* _RECORDS_
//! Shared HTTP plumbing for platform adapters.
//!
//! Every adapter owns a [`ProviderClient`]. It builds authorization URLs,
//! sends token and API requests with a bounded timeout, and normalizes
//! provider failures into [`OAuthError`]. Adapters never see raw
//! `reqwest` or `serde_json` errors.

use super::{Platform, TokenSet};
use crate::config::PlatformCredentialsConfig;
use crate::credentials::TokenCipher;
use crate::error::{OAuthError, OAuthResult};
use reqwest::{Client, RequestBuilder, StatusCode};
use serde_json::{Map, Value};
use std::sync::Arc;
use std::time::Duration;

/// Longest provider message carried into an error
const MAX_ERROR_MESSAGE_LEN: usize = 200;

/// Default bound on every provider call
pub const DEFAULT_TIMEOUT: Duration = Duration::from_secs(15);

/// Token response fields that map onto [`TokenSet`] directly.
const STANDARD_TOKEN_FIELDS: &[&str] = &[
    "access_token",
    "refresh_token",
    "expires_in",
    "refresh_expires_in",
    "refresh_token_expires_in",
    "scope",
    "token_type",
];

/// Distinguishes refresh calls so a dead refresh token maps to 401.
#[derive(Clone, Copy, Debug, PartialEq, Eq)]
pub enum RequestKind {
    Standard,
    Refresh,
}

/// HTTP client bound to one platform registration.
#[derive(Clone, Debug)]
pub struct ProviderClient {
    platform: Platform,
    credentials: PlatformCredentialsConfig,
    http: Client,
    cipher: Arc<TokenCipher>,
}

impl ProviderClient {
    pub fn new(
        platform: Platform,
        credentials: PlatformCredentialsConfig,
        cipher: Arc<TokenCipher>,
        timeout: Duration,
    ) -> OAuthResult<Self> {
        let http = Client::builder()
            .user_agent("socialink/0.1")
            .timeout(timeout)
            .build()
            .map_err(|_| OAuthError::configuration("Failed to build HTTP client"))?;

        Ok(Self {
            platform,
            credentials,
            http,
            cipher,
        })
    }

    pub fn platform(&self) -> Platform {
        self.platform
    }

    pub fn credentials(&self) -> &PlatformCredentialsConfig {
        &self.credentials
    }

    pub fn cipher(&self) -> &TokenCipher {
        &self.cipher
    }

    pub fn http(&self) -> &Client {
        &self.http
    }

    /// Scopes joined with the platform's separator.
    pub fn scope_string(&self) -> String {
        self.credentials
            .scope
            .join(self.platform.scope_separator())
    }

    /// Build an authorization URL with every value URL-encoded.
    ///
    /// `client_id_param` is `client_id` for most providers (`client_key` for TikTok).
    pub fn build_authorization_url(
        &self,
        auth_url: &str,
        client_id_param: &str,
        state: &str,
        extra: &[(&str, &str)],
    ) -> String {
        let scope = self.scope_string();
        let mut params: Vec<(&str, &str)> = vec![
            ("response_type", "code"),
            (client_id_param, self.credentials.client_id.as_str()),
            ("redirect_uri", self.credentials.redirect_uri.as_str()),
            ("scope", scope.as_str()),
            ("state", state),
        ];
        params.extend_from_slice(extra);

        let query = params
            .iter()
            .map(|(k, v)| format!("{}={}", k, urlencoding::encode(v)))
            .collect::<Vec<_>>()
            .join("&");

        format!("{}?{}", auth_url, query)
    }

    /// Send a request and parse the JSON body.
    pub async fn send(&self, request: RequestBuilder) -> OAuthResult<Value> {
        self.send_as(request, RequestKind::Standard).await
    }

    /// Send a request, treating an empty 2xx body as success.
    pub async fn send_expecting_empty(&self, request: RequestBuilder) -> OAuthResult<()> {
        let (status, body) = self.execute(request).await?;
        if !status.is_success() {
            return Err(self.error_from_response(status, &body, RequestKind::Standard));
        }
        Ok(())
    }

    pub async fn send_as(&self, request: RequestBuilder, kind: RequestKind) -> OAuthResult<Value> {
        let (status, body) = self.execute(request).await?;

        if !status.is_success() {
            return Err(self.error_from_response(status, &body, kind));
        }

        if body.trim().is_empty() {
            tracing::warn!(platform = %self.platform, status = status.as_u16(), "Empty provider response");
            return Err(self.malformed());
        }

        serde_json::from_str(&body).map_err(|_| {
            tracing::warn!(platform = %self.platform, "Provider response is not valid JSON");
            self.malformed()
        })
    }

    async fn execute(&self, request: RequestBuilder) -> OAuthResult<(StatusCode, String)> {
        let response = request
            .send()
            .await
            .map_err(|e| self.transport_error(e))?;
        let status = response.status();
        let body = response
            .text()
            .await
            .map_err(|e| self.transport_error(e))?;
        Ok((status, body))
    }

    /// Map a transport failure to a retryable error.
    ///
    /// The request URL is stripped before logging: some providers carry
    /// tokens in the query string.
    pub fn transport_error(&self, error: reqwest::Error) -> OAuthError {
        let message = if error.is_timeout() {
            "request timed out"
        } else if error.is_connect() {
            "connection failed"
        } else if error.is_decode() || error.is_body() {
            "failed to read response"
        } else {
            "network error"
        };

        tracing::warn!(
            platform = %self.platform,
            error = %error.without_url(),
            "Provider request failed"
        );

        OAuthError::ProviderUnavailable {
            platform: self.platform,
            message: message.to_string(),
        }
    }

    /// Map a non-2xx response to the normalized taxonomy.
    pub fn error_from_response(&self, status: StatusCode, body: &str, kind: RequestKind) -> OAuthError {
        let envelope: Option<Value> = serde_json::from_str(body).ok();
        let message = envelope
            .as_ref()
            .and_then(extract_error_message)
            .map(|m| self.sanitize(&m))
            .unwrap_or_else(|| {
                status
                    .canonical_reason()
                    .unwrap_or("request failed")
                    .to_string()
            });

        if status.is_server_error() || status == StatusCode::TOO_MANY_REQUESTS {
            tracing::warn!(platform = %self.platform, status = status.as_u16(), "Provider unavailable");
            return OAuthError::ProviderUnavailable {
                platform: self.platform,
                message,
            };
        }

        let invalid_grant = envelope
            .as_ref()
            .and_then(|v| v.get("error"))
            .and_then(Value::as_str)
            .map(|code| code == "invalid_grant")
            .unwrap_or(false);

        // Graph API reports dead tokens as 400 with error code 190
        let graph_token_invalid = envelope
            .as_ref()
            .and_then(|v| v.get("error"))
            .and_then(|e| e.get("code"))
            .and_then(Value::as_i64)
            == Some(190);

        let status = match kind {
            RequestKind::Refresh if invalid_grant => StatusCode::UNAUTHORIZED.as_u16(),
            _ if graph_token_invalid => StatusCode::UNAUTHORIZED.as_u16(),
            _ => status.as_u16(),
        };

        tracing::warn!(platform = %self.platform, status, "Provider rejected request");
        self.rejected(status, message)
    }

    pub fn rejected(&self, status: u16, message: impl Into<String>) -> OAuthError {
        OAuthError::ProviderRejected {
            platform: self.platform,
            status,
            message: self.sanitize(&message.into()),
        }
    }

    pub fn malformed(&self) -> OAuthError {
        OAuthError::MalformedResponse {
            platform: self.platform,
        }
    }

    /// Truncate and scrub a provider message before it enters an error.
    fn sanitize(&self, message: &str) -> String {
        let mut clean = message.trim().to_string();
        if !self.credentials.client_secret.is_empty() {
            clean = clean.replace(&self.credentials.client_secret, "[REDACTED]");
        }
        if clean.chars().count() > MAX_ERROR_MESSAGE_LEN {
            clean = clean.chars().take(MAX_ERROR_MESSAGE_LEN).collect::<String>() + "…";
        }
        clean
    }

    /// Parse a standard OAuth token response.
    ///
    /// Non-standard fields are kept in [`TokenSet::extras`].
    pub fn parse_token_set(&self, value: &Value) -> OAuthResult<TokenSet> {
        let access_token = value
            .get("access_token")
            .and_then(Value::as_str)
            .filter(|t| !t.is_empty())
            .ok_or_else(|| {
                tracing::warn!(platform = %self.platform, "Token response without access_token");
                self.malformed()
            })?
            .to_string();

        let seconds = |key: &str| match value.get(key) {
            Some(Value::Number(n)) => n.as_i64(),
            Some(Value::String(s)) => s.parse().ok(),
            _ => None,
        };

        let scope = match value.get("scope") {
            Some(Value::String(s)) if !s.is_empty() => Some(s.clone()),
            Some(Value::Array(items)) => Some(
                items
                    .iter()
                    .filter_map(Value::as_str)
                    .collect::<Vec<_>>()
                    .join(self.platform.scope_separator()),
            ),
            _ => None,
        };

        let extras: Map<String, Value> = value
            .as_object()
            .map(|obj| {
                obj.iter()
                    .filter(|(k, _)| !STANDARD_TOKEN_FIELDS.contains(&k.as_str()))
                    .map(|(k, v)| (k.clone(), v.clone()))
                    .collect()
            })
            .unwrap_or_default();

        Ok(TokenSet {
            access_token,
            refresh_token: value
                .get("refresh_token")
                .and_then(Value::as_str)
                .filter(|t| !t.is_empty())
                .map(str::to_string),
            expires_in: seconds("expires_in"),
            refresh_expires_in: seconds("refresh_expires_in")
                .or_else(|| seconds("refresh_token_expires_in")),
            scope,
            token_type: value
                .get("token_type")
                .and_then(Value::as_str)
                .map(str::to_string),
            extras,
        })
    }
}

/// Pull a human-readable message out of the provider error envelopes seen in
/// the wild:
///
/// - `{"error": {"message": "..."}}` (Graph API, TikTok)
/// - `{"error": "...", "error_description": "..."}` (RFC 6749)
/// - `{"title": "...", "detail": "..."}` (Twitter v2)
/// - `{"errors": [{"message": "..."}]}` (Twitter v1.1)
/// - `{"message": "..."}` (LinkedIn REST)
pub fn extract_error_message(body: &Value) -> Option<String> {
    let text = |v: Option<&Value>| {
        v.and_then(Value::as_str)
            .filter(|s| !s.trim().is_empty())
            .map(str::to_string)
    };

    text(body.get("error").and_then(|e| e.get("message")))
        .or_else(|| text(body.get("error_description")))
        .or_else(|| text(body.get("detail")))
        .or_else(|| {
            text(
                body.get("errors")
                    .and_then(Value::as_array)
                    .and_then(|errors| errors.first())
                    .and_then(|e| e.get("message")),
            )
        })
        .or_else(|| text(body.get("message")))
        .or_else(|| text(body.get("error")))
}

* _WHAT YOU ARE ASKED TO DO_
Identify and extract each line of the listing that contains "errors".

* _RESULT_
//! `reqwest` or `serde_json` errors.
/// - `{"errors": [{"message": "..."}]}` (Twitter v1.1)
                body.get("errors")
                    .and_then(|errors| errors.first())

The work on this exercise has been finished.